**INSTRUCTIONS TO FOLLOW:** Answer with a number only, stating how many lines of the records hold the word "TagCandidate".

**RECORDS PROVIDED:**
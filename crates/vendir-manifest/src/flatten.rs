//! Walks a parsed manifest or lockfile into an ordered list of leaves.

use serde_yaml::{Mapping, Value};

use crate::node::{ManifestNode, NodeKind};
use crate::path::DirectoryPath;

/// One leaf of a flattened manifest tree.
#[derive(Debug, Clone, PartialEq)]
pub struct FlatEntry {
    pub path: DirectoryPath,
    pub kind: NodeKind,
    /// The whole mapping of the leaf node.
    pub payload: Mapping,
}

impl FlatEntry {
    /// The kind-specific sub-mapping, e.g. the value under `git`.
    pub fn source_value(&self) -> Option<&Value> {
        self.payload.get(self.kind.as_str())
    }
}

/// Flatten `node` into leaves, in document order.
///
/// Sequences are walked element by element with the same ancestor path.
/// A `contents` mapping emits nothing itself; its children are walked with
/// the contents node's own path as their ancestor. Every other mapping
/// emits exactly one entry. Scalars emit nothing.
pub fn flatten(node: &Value, ancestor: &DirectoryPath) -> Vec<FlatEntry> {
    let mut entries = Vec::new();
    walk(node, ancestor, &mut entries);
    entries
}

fn walk(node: &Value, ancestor: &DirectoryPath, out: &mut Vec<FlatEntry>) {
    match node {
        Value::Sequence(items) => {
            for item in items {
                walk(item, ancestor, out);
            }
        }
        Value::Mapping(mapping) => match ManifestNode::classify(mapping) {
            ManifestNode::Contents { path, children } => {
                walk(children, &ancestor.child(path), out);
            }
            ManifestNode::Leaf {
                kind,
                path,
                payload,
            } => {
                let path = ancestor.child(path);
                tracing::trace!(path = %path, kind = %kind, "Flattened manifest leaf");
                out.push(FlatEntry {
                    path,
                    kind,
                    payload: payload.clone(),
                });
            }
        },
        Value::Tagged(tagged) => walk(&tagged.value, ancestor, out),
        _ => {}
    }
}
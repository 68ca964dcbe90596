//! CLI argument parsing using clap derive

use std::path::PathBuf;

use clap::{Parser, Subcommand};

/// vendir-bot - Keep vendir-managed dependencies up to date
#[derive(Parser, Debug)]
#[command(name = "vendir-bot")]
#[command(author, version, about, long_about = None)]
pub struct Cli {
    /// Enable verbose output
    #[arg(short, long, global = true)]
    pub verbose: bool,

    /// Settings file (default: vendir-bot.toml in the target directory)
    #[arg(long, global = true, env = "VENDIR_BOT_CONFIG")]
    pub config: Option<PathBuf>,

    /// The command to run
    #[command(subcommand)]
    pub command: Option<Commands>,
}

/// Available commands
#[derive(Subcommand, Debug, Clone, PartialEq, Eq)]
pub enum Commands {
    /// List the dependencies recorded in vendir.yml and vendir.lock.yml
    List {
        /// Directory holding the manifest
        #[arg(long, default_value = ".")]
        dir: PathBuf,

        /// Output as JSON for scripting
        #[arg(long)]
        json: bool,
    },

    /// Look up the latest version of every dependency
    Check {
        /// Directory holding the manifest
        #[arg(long, default_value = ".")]
        dir: PathBuf,

        /// Output as JSON for scripting
        #[arg(long)]
        json: bool,
    },

    /// Update dependencies and regenerate the lockfile with vendir sync
    ///
    /// Examples:
    ///   vendir-bot update                         # Update everything
    ///   vendir-bot update -d vendor/lib           # Update one dependency
    ///   vendir-bot update --dry-run               # Show the diff only
    Update {
        /// Directory holding the manifest
        #[arg(long, default_value = ".")]
        dir: PathBuf,

        /// Only update these dependencies (by name)
        #[arg(short = 'd', long = "dependency")]
        dependencies: Vec<String>,

        /// Print the changes as a diff without writing files
        #[arg(long)]
        dry_run: bool,
    },
}

#[cfg(test)]
mod tests {
    use super::*;
    use clap::CommandFactory;

    #[test]
    fn test_cli_is_well_formed() {
        Cli::command().debug_assert();
    }

    #[test]
    fn test_parse_update_with_dependencies() {
        let cli = Cli::try_parse_from([
            "vendir-bot",
            "update",
            "-d",
            "vendor/a",
            "--dependency",
            "vendor/b",
            "--dry-run",
        ])
        .unwrap();
        assert_eq!(
            cli.command,
            Some(Commands::Update {
                dir: PathBuf::from("."),
                dependencies: vec!["vendor/a".into(), "vendor/b".into()],
                dry_run: true,
            })
        );
    }

    #[test]
    fn test_global_flags_after_subcommand() {
        let cli = Cli::try_parse_from(["vendir-bot", "list", "--json", "-v", "--config", "x.toml"])
            .unwrap();
        assert!(cli.verbose);
        assert_eq!(cli.config, Some(PathBuf::from("x.toml")));
    }
}
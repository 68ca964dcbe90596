//! List command implementation
//!
//! Prints the reconciled dependency records.

use std::path::Path;

use colored::Colorize;
use serde_json::json;
use vendir_fs::LockRequirement;
use vendir_manifest::{DependencyRecord, SourceSpec};

use super::{load_files, parse_records, short_version};
use crate::config::BotConfig;
use crate::error::Result;

pub fn run_list(dir: &Path, config: &BotConfig, json: bool) -> Result<()> {
    let files = load_files(dir, config, LockRequirement::Required)?;
    let records = parse_records(&files)?;

    if json {
        println!("{}", serde_json::to_string_pretty(&json!({ "dependencies": records }))?);
        return Ok(());
    }

    if records.is_empty() {
        println!("{} No dependencies declared.", "OK".green().bold());
        return Ok(());
    }

    println!("{} ({})", "Dependencies".blue().bold(), records.len());
    println!();
    for record in &records {
        print_record(record);
    }
    Ok(())
}

fn print_record(record: &DependencyRecord) {
    let source = match record.source() {
        Some(SourceSpec::Git(git)) => format!("git {}", git.url),
        Some(SourceSpec::GithubRelease(release)) => format!("githubRelease {}", release.slug),
        None => "unknown".to_string(),
    };
    println!(
        "  {} {} {} {}",
        record.name.bold(),
        record.requirement().unwrap_or("*").cyan(),
        short_version(record.version.as_deref()).yellow(),
        source.dimmed()
    );
}
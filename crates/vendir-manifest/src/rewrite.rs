//! Rewrites pinned git refs in a manifest before it is synced.

use serde_yaml::{Mapping, Value};
use vendir_fs::DependencyFile;

use crate::error::{Error, Result};
use crate::node::{NodeKind, path_segment};
use crate::path::DirectoryPath;

/// A new `git.ref` for the leaf at `directory`.
#[derive(Debug, Clone, PartialEq, Eq)]
pub struct RefUpdate {
    pub directory: DirectoryPath,
    pub reference: String,
}

/// Set `git.ref` on every git leaf whose accumulated path matches an update.
///
/// Leaves that select their ref with `refSelection` are left alone; the sync
/// tool resolves those itself. With no updates the content is returned
/// untouched, otherwise the document is re-serialized.
pub fn rewrite_git_refs(manifest: &DependencyFile, updates: &[RefUpdate]) -> Result<String> {
    if updates.is_empty() {
        return Ok(manifest.content.clone());
    }

    let path = manifest.path().to_string();
    let mut document: Value = serde_yaml::from_str(&manifest.content)
        .map_err(|e| Error::not_parseable(&path, e.to_string()))?;
    let directories = document
        .get_mut("directories")
        .ok_or_else(|| Error::not_parseable(&path, "missing `directories` key"))?;

    let mut applied = vec![false; updates.len()];
    walk_mut(directories, &DirectoryPath::root(), &mut |leaf_path, kind, leaf| {
        if kind != NodeKind::Git {
            return;
        }
        let Some(git) = leaf.get_mut("git").and_then(Value::as_mapping_mut) else {
            return;
        };
        if git.contains_key("refSelection") {
            return;
        }
        for (index, update) in updates.iter().enumerate() {
            if &update.directory == leaf_path {
                git.insert(Value::from("ref"), Value::from(update.reference.clone()));
                applied[index] = true;
            }
        }
    });

    for (update, done) in updates.iter().zip(&applied) {
        if !done {
            tracing::debug!(
                directory = %update.directory,
                "No pinned git ref to rewrite"
            );
        }
    }

    serde_yaml::to_string(&document).map_err(|e| Error::not_parseable(path, e.to_string()))
}

fn walk_mut(
    node: &mut Value,
    ancestor: &DirectoryPath,
    visit: &mut dyn FnMut(&DirectoryPath, NodeKind, &mut Mapping),
) {
    match node {
        Value::Sequence(items) => {
            for item in items {
                walk_mut(item, ancestor, visit);
            }
        }
        Value::Mapping(mapping) => {
            let kind = NodeKind::of(mapping);
            let path = ancestor.child(path_segment(mapping));
            if kind == NodeKind::Contents {
                if let Some(children) = mapping.get_mut("contents") {
                    walk_mut(children, &path, visit);
                }
            } else {
                visit(&path, kind, mapping);
            }
        }
        Value::Tagged(tagged) => walk_mut(&mut tagged.value, ancestor, visit),
        _ => {}
    }
}
//! In-memory remote used by unit tests.

use vendir_manifest::{DependencyRecord, DirectoryPath, GitSource, RefSelection, SourceSpec};

use crate::catalog::{CommitChecker, RemoteTag, TagCandidate, TagCatalog};
use crate::error::{Error, Result};

pub(crate) const URL: &str = "https://example.com/r";

#[derive(Debug, Default)]
pub(crate) struct FakeRemote {
    pub(crate) tags: Vec<RemoteTag>,
    pub(crate) head: Option<String>,
    pub(crate) containing: Vec<(String, TagCandidate)>,
    pub(crate) fail: bool,
}

impl FakeRemote {
    pub(crate) fn with_tags(tags: &[(&str, &str)]) -> Self {
        Self {
            tags: tags
                .iter()
                .map(|(name, sha)| RemoteTag::new(*name, Some(sha)))
                .collect(),
            ..Self::default()
        }
    }

    pub(crate) fn failing() -> Self {
        Self {
            fail: true,
            ..Self::default()
        }
    }

    pub(crate) fn with_head(mut self, sha: &str) -> Self {
        self.head = Some(sha.to_string());
        self
    }

    pub(crate) fn with_containing(mut self, commit: &str, tag: (&str, &str)) -> Self {
        let candidate = TagCandidate::from_remote(&RemoteTag::new(tag.0, Some(tag.1)))
            .unwrap_or_else(|| panic!("{} is not a version tag", tag.0));
        self.containing.push((commit.to_string(), candidate));
        self
    }

    fn check(&self, url: &str) -> Result<()> {
        if self.fail {
            return Err(Error::remote(url, "connection timed out"));
        }
        Ok(())
    }
}

impl TagCatalog for FakeRemote {
    fn list_tags(&self, repository: &str) -> Result<Vec<RemoteTag>> {
        self.check(repository)?;
        Ok(self.tags.clone())
    }
}

impl CommitChecker for FakeRemote {
    fn head_commit(&self, url: &str, _branch: Option<&str>) -> Result<String> {
        self.check(url)?;
        self.head
            .clone()
            .ok_or_else(|| Error::remote(url, "no head"))
    }

    fn tag_containing_commit(&self, url: &str, commit_sha: &str) -> Result<Option<TagCandidate>> {
        self.check(url)?;
        Ok(self
            .containing
            .iter()
            .find(|(commit, _)| commit == commit_sha)
            .map(|(_, tag)| tag.clone()))
    }
}

pub(crate) fn git_record(reference: Option<&str>, sha: Option<&str>) -> DependencyRecord {
    DependencyRecord::new(
        DirectoryPath::from_segments(["vendor", "r"]),
        sha.map(str::to_string),
        reference.map(str::to_string),
        "/vendir.yml",
        SourceSpec::Git(GitSource {
            url: URL.to_string(),
            reference: reference.map(str::to_string),
            branch: reference.map(str::to_string),
            selection: RefSelection::Ref,
            sha: sha.map(str::to_string),
        }),
    )
}

pub(crate) fn range_record(range: &str, sha: Option<&str>) -> DependencyRecord {
    DependencyRecord::new(
        DirectoryPath::from_segments(["vendor", "r"]),
        sha.map(str::to_string),
        Some(range.to_string()),
        "/vendir.yml",
        SourceSpec::Git(GitSource {
            url: URL.to_string(),
            reference: Some(range.to_string()),
            branch: None,
            selection: RefSelection::Semver,
            sha: sha.map(str::to_string),
        }),
    )
}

**RESPONSE:** 4